* WORK INSTRUCTIONS *
Pick each line containing "first" out of the records.

* TASK DATA *
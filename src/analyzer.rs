//! Query Analyzer - Extracts text features from SQL before compilation
//!
//! The analyzer is a keyword scan, not a parser. It never fails: text it
//! cannot make sense of yields `QueryFeatures::default()`.

use itertools::Itertools;
use lazy_static::lazy_static;
use regex::Regex;
use serde::{Deserialize, Serialize};
use tracing::debug;

/// Selectivity before any filter is taken into account
pub const BASE_SELECTIVITY: f64 = 0.7;
pub const MIN_SELECTIVITY: f64 = 0.05;
pub const MAX_SELECTIVITY: f64 = 0.95;

const EQUALITY_PENALTY: f64 = 0.1;
const RANGE_PENALTY: f64 = 0.05;
const LIMIT_PENALTY: f64 = 0.2;

lazy_static! {
    static ref STATEMENT_RE: Regex =
        Regex::new(r"(?i)\b(SELECT|WITH|INSERT|UPDATE|DELETE|VALUES|PRAGMA|EXPLAIN)\b").unwrap();
    static ref JOIN_RE: Regex = Regex::new(r"(?i)\bJOIN\b").unwrap();
    static ref AGGREGATE_FN_RE: Regex =
        Regex::new(r"(?i)\b(SUM|AVG|COUNT|MIN|MAX)\s*\(").unwrap();
    static ref GROUP_BY_RE: Regex = Regex::new(r"(?i)\bGROUP\s+BY\b").unwrap();
    static ref ORDER_BY_RE: Regex = Regex::new(r"(?i)\bORDER\s+BY\b").unwrap();
    static ref SELECT_RE: Regex = Regex::new(r"(?i)\bSELECT\b").unwrap();
    static ref NESTED_SELECT_RE: Regex = Regex::new(r"(?i)\(\s*SELECT\b").unwrap();
    static ref LIMIT_RE: Regex = Regex::new(r"(?i)\bLIMIT\b").unwrap();
    static ref BETWEEN_RE: Regex = Regex::new(r"(?i)\bBETWEEN\b").unwrap();
    static ref TABLE_RE: Regex =
        Regex::new(r#"(?i)\b(?:FROM|JOIN)\s+([A-Za-z_"`\[][\w.$"`\[\]]*)"#).unwrap();
}

/// Text features of one SQL statement
#[derive(Debug, Clone, PartialEq, Serialize, Deserialize)]
pub struct QueryFeatures {
    pub has_join: bool,
    pub has_aggregation: bool,
    pub has_sort: bool,
    pub has_subquery: bool,

    /// Referenced tables in first-seen order, without duplicates
    pub tables: Vec<String>,

    /// Estimated fraction of rows surviving the filters, in [0.05, 0.95]
    pub selectivity: f64,

    /// Weighted feature count, at least 1.0
    pub complexity_score: f64,
}

impl Default for QueryFeatures {
    fn default() -> Self {
        Self {
            has_join: false,
            has_aggregation: false,
            has_sort: false,
            has_subquery: false,
            tables: Vec::new(),
            selectivity: BASE_SELECTIVITY,
            complexity_score: 1.0,
        }
    }
}

impl QueryFeatures {
    /// Number of tables beyond the first
    pub fn extra_tables(&self) -> usize {
        self.tables.len().saturating_sub(1)
    }
}

/// Stateless SQL feature extractor
#[derive(Debug, Clone, Copy, Default)]
pub struct QueryAnalyzer;

impl QueryAnalyzer {
    pub fn new() -> Self {
        Self
    }

    /// Extract features from SQL text
    pub fn analyze(&self, sql: &str) -> QueryFeatures {
        let text = blank_string_literals(sql);

        if text.trim().is_empty() || !STATEMENT_RE.is_match(&text) {
            debug!("No recognizable statement in query text, using default features");
            return QueryFeatures::default();
        }

        let has_join = JOIN_RE.is_match(&text);
        let has_aggregation = AGGREGATE_FN_RE.is_match(&text) || GROUP_BY_RE.is_match(&text);
        let has_sort = ORDER_BY_RE.is_match(&text);
        let has_subquery = SELECT_RE
            .find(&text)
            .map(|first| NESTED_SELECT_RE.is_match(&text[first.end()..]))
            .unwrap_or(false);

        let tables = extract_tables(&text);
        let selectivity = estimate_selectivity(&text);

        let mut features = QueryFeatures {
            has_join,
            has_aggregation,
            has_sort,
            has_subquery,
            tables,
            selectivity,
            complexity_score: 1.0,
        };
        features.complexity_score = complexity_score(&features);

        debug!(
            "Analyzed query: join={} agg={} sort={} subquery={} tables={:?} selectivity={:.2} complexity={:.2}",
            features.has_join,
            features.has_aggregation,
            features.has_sort,
            features.has_subquery,
            features.tables,
            features.selectivity,
            features.complexity_score
        );

        features
    }
}

fn complexity_score(features: &QueryFeatures) -> f64 {
    let flag = |b: bool| if b { 1.0 } else { 0.0 };

    1.0 + 0.8 * flag(features.has_join)
        + 0.6 * flag(features.has_aggregation)
        + 0.3 * flag(features.has_sort)
        + 0.5 * flag(features.has_subquery)
        + 0.2 * features.extra_tables() as f64
}

fn estimate_selectivity(text: &str) -> f64 {
    let (equalities, ranges) = count_comparisons(text);
    let ranges = ranges + BETWEEN_RE.find_iter(text).count();

    let mut selectivity = BASE_SELECTIVITY;
    selectivity -= EQUALITY_PENALTY * equalities as f64;
    selectivity -= RANGE_PENALTY * ranges as f64;
    if LIMIT_RE.is_match(text) {
        selectivity -= LIMIT_PENALTY;
    }

    selectivity.clamp(MIN_SELECTIVITY, MAX_SELECTIVITY)
}

/// Count `(equality, range)` comparison operators.
/// `<>` and `!=` count as neither.
fn count_comparisons(text: &str) -> (usize, usize) {
    let bytes = text.as_bytes();
    let mut equalities = 0;
    let mut ranges = 0;
    let mut i = 0;

    while i < bytes.len() {
        match bytes[i] {
            b'<' if bytes.get(i + 1) == Some(&b'>') => i += 2,
            b'<' | b'>' => {
                ranges += 1;
                i += if bytes.get(i + 1) == Some(&b'=') { 2 } else { 1 };
            }
            b'!' if bytes.get(i + 1) == Some(&b'=') => i += 2,
            b'=' => {
                equalities += 1;
                i += if bytes.get(i + 1) == Some(&b'=') { 2 } else { 1 };
            }
            _ => i += 1,
        }
    }

    (equalities, ranges)
}

fn extract_tables(text: &str) -> Vec<String> {
    TABLE_RE
        .captures_iter(text)
        .filter_map(|caps| caps.get(1))
        .map(|m| clean_identifier(m.as_str()))
        .filter(|name| !name.is_empty())
        .unique()
        .collect()
}

fn clean_identifier(raw: &str) -> String {
    raw.trim_end_matches(|c: char| matches!(c, ',' | ';' | ')' | '.'))
        .chars()
        .filter(|c| !matches!(c, '"' | '`' | '[' | ']'))
        .collect()
}

/// Replace the contents of single-quoted literals with spaces so keywords and
/// operators inside strings are not counted. Byte offsets are preserved.
fn blank_string_literals(sql: &str) -> String {
    let mut out = String::with_capacity(sql.len());
    let mut in_literal = false;

    for c in sql.chars() {
        if c == '\'' {
            in_literal = !in_literal;
            out.push(c);
        } else if in_literal {
            for _ in 0..c.len_utf8() {
                out.push(' ');
            }
        } else {
            out.push(c);
        }
    }

    out
}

* RESULT OF THE TASK *
    /// Referenced tables in first-seen order, without duplicates
    /// Number of tables beyond the first
            .map(|first| NESTED_SELECT_RE.is_match(&text[first.end()..]))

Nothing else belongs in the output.